> _WORK INSTRUCTION_
The answer is a stretch of the material below, returned exactly: the line containing "assert_eq!(out.row(0), &[4.0, 5.0]);", the line containing "let cover = LineCover::from_lines([0], [0]);", and all lines between.

> _DATA RECORDS_
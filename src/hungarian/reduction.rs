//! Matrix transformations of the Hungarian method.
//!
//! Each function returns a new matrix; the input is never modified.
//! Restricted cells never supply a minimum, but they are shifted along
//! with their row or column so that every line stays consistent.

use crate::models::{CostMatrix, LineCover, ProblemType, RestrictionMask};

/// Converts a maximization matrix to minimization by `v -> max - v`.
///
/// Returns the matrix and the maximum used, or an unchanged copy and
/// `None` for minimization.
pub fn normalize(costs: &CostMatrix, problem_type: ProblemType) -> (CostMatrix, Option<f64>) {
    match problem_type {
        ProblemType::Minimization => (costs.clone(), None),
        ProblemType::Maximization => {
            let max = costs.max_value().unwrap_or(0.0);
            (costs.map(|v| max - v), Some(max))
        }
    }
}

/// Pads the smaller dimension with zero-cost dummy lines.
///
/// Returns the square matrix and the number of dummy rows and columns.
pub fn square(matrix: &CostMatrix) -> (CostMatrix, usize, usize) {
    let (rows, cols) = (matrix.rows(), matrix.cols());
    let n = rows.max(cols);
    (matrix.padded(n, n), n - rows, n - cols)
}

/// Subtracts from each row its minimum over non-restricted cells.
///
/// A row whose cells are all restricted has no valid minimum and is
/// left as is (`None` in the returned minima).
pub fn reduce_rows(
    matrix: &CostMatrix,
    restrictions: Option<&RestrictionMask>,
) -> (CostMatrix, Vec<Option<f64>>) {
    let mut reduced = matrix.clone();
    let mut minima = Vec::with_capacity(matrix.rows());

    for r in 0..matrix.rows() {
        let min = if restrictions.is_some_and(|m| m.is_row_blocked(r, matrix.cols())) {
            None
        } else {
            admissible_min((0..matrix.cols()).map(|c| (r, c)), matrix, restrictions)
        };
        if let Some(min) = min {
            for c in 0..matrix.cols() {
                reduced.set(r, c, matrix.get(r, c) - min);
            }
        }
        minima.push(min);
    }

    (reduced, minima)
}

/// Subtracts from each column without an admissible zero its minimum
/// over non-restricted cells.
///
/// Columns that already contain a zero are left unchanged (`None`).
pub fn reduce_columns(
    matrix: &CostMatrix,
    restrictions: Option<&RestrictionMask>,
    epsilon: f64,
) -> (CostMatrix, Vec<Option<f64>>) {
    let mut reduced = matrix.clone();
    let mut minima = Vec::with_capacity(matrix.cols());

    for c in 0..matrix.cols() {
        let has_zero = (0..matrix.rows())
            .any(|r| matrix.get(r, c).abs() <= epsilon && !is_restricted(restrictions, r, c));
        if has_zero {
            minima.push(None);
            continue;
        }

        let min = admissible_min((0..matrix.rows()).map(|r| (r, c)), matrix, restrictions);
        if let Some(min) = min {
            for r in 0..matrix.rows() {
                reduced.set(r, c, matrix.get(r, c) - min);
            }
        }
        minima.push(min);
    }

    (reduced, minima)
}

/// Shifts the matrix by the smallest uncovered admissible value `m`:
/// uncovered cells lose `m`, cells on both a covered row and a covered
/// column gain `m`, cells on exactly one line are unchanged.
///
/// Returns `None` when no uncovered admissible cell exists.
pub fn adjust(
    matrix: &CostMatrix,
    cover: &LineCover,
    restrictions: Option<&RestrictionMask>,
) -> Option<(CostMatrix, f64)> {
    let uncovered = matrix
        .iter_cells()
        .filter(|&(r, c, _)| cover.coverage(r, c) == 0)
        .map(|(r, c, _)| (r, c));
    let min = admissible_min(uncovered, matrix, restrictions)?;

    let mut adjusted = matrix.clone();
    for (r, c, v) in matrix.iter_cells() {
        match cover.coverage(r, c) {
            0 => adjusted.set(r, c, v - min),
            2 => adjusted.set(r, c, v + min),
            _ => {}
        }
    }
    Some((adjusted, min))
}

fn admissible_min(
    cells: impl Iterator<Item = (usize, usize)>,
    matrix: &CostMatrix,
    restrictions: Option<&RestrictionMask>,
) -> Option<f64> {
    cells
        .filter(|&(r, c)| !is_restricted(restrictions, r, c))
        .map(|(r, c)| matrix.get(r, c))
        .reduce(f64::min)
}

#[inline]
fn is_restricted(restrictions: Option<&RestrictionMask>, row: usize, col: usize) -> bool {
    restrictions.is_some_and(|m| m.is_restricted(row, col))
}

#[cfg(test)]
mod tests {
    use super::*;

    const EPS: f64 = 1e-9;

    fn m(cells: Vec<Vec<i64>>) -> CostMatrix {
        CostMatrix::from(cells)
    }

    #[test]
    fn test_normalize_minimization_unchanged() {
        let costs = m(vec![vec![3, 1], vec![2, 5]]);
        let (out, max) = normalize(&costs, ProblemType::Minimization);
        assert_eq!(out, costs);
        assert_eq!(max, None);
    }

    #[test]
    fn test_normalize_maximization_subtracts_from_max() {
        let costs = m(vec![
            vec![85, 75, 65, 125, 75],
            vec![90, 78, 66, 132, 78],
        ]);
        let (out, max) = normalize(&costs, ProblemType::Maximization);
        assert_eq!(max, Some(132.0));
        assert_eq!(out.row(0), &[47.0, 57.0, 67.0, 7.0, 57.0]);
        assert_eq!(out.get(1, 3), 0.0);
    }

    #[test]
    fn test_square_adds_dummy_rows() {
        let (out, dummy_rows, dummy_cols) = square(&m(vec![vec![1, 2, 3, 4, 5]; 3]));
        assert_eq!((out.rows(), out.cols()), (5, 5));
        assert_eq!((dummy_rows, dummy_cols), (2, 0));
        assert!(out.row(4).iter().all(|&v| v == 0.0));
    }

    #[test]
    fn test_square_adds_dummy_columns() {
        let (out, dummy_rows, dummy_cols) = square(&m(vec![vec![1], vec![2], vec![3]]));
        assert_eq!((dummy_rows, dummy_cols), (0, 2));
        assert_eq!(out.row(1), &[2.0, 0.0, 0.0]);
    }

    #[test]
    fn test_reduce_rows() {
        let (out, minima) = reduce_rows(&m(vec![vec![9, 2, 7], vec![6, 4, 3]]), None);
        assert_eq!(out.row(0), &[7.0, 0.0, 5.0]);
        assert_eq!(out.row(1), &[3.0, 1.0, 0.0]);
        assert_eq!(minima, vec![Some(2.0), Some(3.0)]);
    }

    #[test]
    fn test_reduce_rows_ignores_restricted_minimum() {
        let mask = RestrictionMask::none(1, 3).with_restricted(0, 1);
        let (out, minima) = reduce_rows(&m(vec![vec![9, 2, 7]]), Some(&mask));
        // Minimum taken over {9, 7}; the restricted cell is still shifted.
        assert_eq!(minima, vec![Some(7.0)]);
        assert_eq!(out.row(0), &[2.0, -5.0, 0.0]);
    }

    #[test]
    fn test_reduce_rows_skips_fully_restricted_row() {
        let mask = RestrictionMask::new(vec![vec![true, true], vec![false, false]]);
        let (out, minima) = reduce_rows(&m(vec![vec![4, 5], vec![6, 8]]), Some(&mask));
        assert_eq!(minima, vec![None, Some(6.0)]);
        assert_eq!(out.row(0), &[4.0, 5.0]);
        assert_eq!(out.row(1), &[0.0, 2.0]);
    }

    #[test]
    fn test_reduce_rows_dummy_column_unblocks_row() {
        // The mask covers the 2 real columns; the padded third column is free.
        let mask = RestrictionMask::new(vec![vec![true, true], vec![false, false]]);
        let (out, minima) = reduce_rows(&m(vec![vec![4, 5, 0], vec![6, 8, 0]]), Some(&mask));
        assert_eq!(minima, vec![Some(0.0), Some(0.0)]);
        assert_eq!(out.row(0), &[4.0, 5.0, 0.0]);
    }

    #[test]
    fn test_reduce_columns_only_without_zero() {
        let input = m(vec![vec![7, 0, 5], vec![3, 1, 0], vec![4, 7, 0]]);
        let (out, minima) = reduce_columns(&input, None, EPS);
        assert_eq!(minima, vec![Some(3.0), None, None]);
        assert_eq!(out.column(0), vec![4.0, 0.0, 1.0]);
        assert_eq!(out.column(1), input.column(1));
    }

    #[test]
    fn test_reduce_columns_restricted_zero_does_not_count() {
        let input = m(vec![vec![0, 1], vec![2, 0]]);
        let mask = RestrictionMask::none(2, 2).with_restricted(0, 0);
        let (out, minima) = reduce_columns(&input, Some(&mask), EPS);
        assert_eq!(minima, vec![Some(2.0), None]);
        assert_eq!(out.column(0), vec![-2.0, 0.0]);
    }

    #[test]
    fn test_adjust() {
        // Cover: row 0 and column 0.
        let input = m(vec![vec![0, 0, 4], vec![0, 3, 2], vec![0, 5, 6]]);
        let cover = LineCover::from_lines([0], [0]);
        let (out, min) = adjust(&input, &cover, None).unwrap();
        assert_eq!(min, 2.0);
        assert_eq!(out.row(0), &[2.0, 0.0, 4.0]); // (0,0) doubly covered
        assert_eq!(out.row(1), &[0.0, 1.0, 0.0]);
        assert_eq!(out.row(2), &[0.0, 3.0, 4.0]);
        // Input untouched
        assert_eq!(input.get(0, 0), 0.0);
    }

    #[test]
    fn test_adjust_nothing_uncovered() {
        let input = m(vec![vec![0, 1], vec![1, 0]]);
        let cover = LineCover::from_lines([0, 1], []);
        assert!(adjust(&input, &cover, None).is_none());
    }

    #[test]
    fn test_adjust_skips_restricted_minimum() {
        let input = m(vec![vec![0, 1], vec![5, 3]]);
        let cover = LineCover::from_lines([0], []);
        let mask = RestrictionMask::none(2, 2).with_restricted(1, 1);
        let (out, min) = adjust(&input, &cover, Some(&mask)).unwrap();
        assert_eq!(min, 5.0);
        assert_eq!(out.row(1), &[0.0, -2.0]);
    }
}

> _RESPONSE AREA_
        assert_eq!(out.row(0), &[4.0, 5.0]);
        assert_eq!(out.row(1), &[0.0, 2.0]);
    }

    #[test]
    fn test_reduce_rows_dummy_column_unblocks_row() {
        // The mask covers the 2 real columns; the padded third column is free.
        let mask = RestrictionMask::new(vec![vec![true, true], vec![false, false]]);
        let (out, minima) = reduce_rows(&m(vec![vec![4, 5, 0], vec![6, 8, 0]]), Some(&mask));
        assert_eq!(minima, vec![Some(0.0), Some(0.0)]);
        assert_eq!(out.row(0), &[4.0, 5.0, 0.0]);
    }

    #[test]
    fn test_reduce_columns_only_without_zero() {
        let input = m(vec![vec![7, 0, 5], vec![3, 1, 0], vec![4, 7, 0]]);
        let (out, minima) = reduce_columns(&input, None, EPS);
        assert_eq!(minima, vec![Some(3.0), None, None]);
        assert_eq!(out.column(0), vec![4.0, 0.0, 1.0]);
        assert_eq!(out.column(1), input.column(1));
    }

    #[test]
    fn test_reduce_columns_restricted_zero_does_not_count() {
        let input = m(vec![vec![0, 1], vec![2, 0]]);
        let mask = RestrictionMask::none(2, 2).with_restricted(0, 0);
        let (out, minima) = reduce_columns(&input, Some(&mask), EPS);
        assert_eq!(minima, vec![Some(2.0), None]);
        assert_eq!(out.column(0), vec![-2.0, 0.0]);
    }

    #[test]
    fn test_adjust() {
        // Cover: row 0 and column 0.
        let input = m(vec![vec![0, 0, 4], vec![0, 3, 2], vec![0, 5, 6]]);
        let cover = LineCover::from_lines([0], [0]);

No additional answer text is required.